I fell asleep at about seven pm with the boys in bed next to me. Karl made dinner, woke me up, we ate, the boys went to bed and I watched Adele at Glastonbury (amazing) before going to sleep again.

Yesterday Karl took the boys to church and I stayed in bed. I managed to sleep for a couple of hours but the pain for really bad so I woke up for some tablets. At this point I thought I could carry on with some of my magazines but first I needed tea. I got up and walked to the kitchen, I blinked in the light of day, my home looks like a bomb has hit it. A bomb of boys! Toys, scooters, socks, pencils, paper, Lego, playmobil, dinosaurs and all manner of other stuff are laying all over every piece of floor I can see and I make my tea around the carnage before getting back into bed.

An hour or so later I realise that I need to shower so make myself get up, the bathroom had been used as some sort of laboratory and the boys had left cereal bowls full of various coloured potions made mostly with my expensive toiletries on every surface in the bathroom. Again I just carry on, I shower and dress all the while thinking about all the lovely things I am planning for the house when I’m feeling better.

My parents as you know live only a few doors down and very kindly they offered to cook dinner yesterday. Karl came to collect me and said that I could lay on the sofa if I needed to while I was there. As we pulled into my mums drive karl also mentioned seeing a squirrel earlier in the day that appeared to be injured. Sure enough as we drove down I saw quite a large and obviously injured grey squirrel laying at the side of the driveway looking quite worse for wear.

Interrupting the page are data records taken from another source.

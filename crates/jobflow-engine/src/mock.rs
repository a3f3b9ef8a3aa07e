//! Call-recording mock engine for testing.

use std::collections::{HashMap, HashSet};
use std::sync::Mutex;

use async_trait::async_trait;
use serde_json::Value;
use tokio::sync::broadcast;

use jobflow_types::{
    JobHandle, JobHandler, JobNames, JobOptions, JobQuery, RunEveryOptions, ScheduleWhen,
};

use crate::adapter::{ready_channel, Engine, ReadyNotifier, ReadySignal};
use crate::EngineError;

/// One recorded engine call, including the exact name shape it carried.
#[derive(Debug, Clone, PartialEq)]
pub enum EngineCall {
    DefineHandler {
        name: String,
        options: Option<JobOptions>,
    },
    ScheduleRecurring {
        interval: String,
        names: JobNames,
        data: Option<Value>,
        options: Option<RunEveryOptions>,
    },
    ScheduleOnce {
        when: ScheduleWhen,
        names: JobNames,
        data: Option<Value>,
    },
    RunImmediately {
        name: String,
        data: Option<Value>,
    },
    SetEnabled {
        query: JobQuery,
    },
    SetDisabled {
        query: JobQuery,
    },
    Remove {
        query: JobQuery,
    },
    Start,
    Stop,
}

/// In-memory engine double.
///
/// Records every call in order, returns one fixed [`JobHandle`] for all
/// successful scheduling calls, and lets tests inject failures per job name
/// and drive readiness and error events by hand.
pub struct MockEngine {
    calls: Mutex<Vec<EngineCall>>,
    handlers: Mutex<HashMap<String, JobHandler>>,
    handle: JobHandle,
    fail_on: Mutex<HashMap<String, String>>,
    matched: Mutex<HashSet<String>>,
    errors_tx: broadcast::Sender<EngineError>,
    notifier: Mutex<ReadyNotifier>,
    signal: Mutex<Option<ReadySignal>>,
}

impl MockEngine {
    pub fn new() -> Self {
        let (notifier, signal) = ready_channel();
        let (errors_tx, _) = broadcast::channel(16);
        Self {
            calls: Mutex::new(Vec::new()),
            handlers: Mutex::new(HashMap::new()),
            handle: JobHandle::new(),
            fail_on: Mutex::new(HashMap::new()),
            matched: Mutex::new(HashSet::new()),
            errors_tx,
            notifier: Mutex::new(notifier),
            signal: Mutex::new(Some(signal)),
        }
    }

    /// The handle every successful scheduling call returns.
    pub fn handle(&self) -> JobHandle {
        self.handle
    }

    /// Snapshot of the recorded calls, in order.
    pub fn calls(&self) -> Vec<EngineCall> {
        self.calls.lock().unwrap().clone()
    }

    /// Make scheduling calls carrying `name` fail with `message`.
    pub fn fail_with(&self, name: impl Into<String>, message: impl Into<String>) {
        self.fail_on
            .lock()
            .unwrap()
            .insert(name.into(), message.into());
    }

    /// Seed a persisted job so enable/disable/remove queries match it.
    pub fn add_matching_job(&self, name: impl Into<String>) {
        self.matched.lock().unwrap().insert(name.into());
    }

    /// Fire the readiness transition. Returns true the first time only.
    pub fn fire_ready(&self) -> bool {
        self.notifier.lock().unwrap().notify()
    }

    /// Emit an asynchronous engine error event.
    pub fn emit_error(&self, err: EngineError) {
        let _ = self.errors_tx.send(err);
    }

    /// The handler currently registered for `name`, if any.
    pub fn handler_for(&self, name: &str) -> Option<JobHandler> {
        self.handlers.lock().unwrap().get(name).cloned()
    }

    fn record(&self, call: EngineCall) {
        self.calls.lock().unwrap().push(call);
    }

    fn failure_for(&self, names: &JobNames) -> Option<EngineError> {
        let fail_on = self.fail_on.lock().unwrap();
        names
            .iter()
            .find_map(|name| fail_on.get(name))
            .map(|message| EngineError::Rejected(message.clone()))
    }

    fn count_matching(&self, query: &JobQuery) -> u64 {
        let matched = self.matched.lock().unwrap();
        match &query.name {
            Some(name) => u64::from(matched.contains(name)),
            None => matched.len() as u64,
        }
    }
}

impl Default for MockEngine {
    fn default() -> Self {
        Self::new()
    }
}

#[async_trait]
impl Engine for MockEngine {
    async fn define_handler(
        &self,
        name: &str,
        options: Option<JobOptions>,
        handler: JobHandler,
    ) -> Result<(), EngineError> {
        self.record(EngineCall::DefineHandler {
            name: name.to_string(),
            options,
        });
        // Last registration wins.
        self.handlers
            .lock()
            .unwrap()
            .insert(name.to_string(), handler);
        Ok(())
    }

    async fn schedule_recurring(
        &self,
        interval: &str,
        names: JobNames,
        data: Option<Value>,
        options: Option<RunEveryOptions>,
    ) -> Result<JobHandle, EngineError> {
        let failure = self.failure_for(&names);
        self.record(EngineCall::ScheduleRecurring {
            interval: interval.to_string(),
            names,
            data,
            options,
        });
        match failure {
            Some(err) => Err(err),
            None => Ok(self.handle),
        }
    }

    async fn schedule_once(
        &self,
        when: ScheduleWhen,
        names: JobNames,
        data: Option<Value>,
    ) -> Result<JobHandle, EngineError> {
        let failure = self.failure_for(&names);
        self.record(EngineCall::ScheduleOnce { when, names, data });
        match failure {
            Some(err) => Err(err),
            None => Ok(self.handle),
        }
    }

    async fn run_immediately(
        &self,
        name: &str,
        data: Option<Value>,
    ) -> Result<JobHandle, EngineError> {
        let failure = self.failure_for(&JobNames::One(name.to_string()));
        self.record(EngineCall::RunImmediately {
            name: name.to_string(),
            data,
        });
        match failure {
            Some(err) => Err(err),
            None => Ok(self.handle),
        }
    }

    async fn set_enabled(&self, query: JobQuery) -> Result<u64, EngineError> {
        let count = self.count_matching(&query);
        self.record(EngineCall::SetEnabled { query });
        Ok(count)
    }

    async fn set_disabled(&self, query: JobQuery) -> Result<u64, EngineError> {
        let count = self.count_matching(&query);
        self.record(EngineCall::SetDisabled { query });
        Ok(count)
    }

    async fn remove(&self, query: JobQuery) -> Result<u64, EngineError> {
        let removed = {
            let mut matched = self.matched.lock().unwrap();
            match &query.name {
                Some(name) => u64::from(matched.remove(name)),
                None => {
                    let count = matched.len() as u64;
                    matched.clear();
                    count
                }
            }
        };
        self.record(EngineCall::Remove { query });
        Ok(removed)
    }

    fn subscribe_errors(&self) -> broadcast::Receiver<EngineError> {
        self.errors_tx.subscribe()
    }

    fn ready_signal(&self) -> ReadySignal {
        self.signal
            .lock()
            .unwrap()
            .take()
            .unwrap_or_else(ReadySignal::never)
    }

    async fn start(&self) -> Result<(), EngineError> {
        self.record(EngineCall::Start);
        Ok(())
    }

    async fn stop(&self) -> Result<(), EngineError> {
        self.record(EngineCall::Stop);
        Ok(())
    }
}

We parked at mums and got out of the car, I felt dizzy as I walked down to the squirrel and by this point the boys had come out of my mums and offered their unique kind of assistance with rescuing said poorly squirrel. As I got closer I saw that Karl had managed to scoop up Mr Squirrel and had him laying in his hands. Now this next part is a bit of a blur, Leo lunged forwards slightly and the squirrel got spooked, Karl made a strange high pitched noise and there was blood pouring out of his hand onto the driveway. Yes you guessed it the squirrel had bitten Karl.

So a tetanus jab, a prescription for antibiotics later and dressing a sizeable squirrel bite I sat down again. Only my husband could manage to get mauled by a squirrel in the middle of his nursemaid duties!

Today he is sore and feeling sorry for himself, I am on the sofa still surrounded by explosions of the mess variety but thinking about how lovely the house is when nice and tidy and wondering what Ideal Home Magazine would think if they turned up now!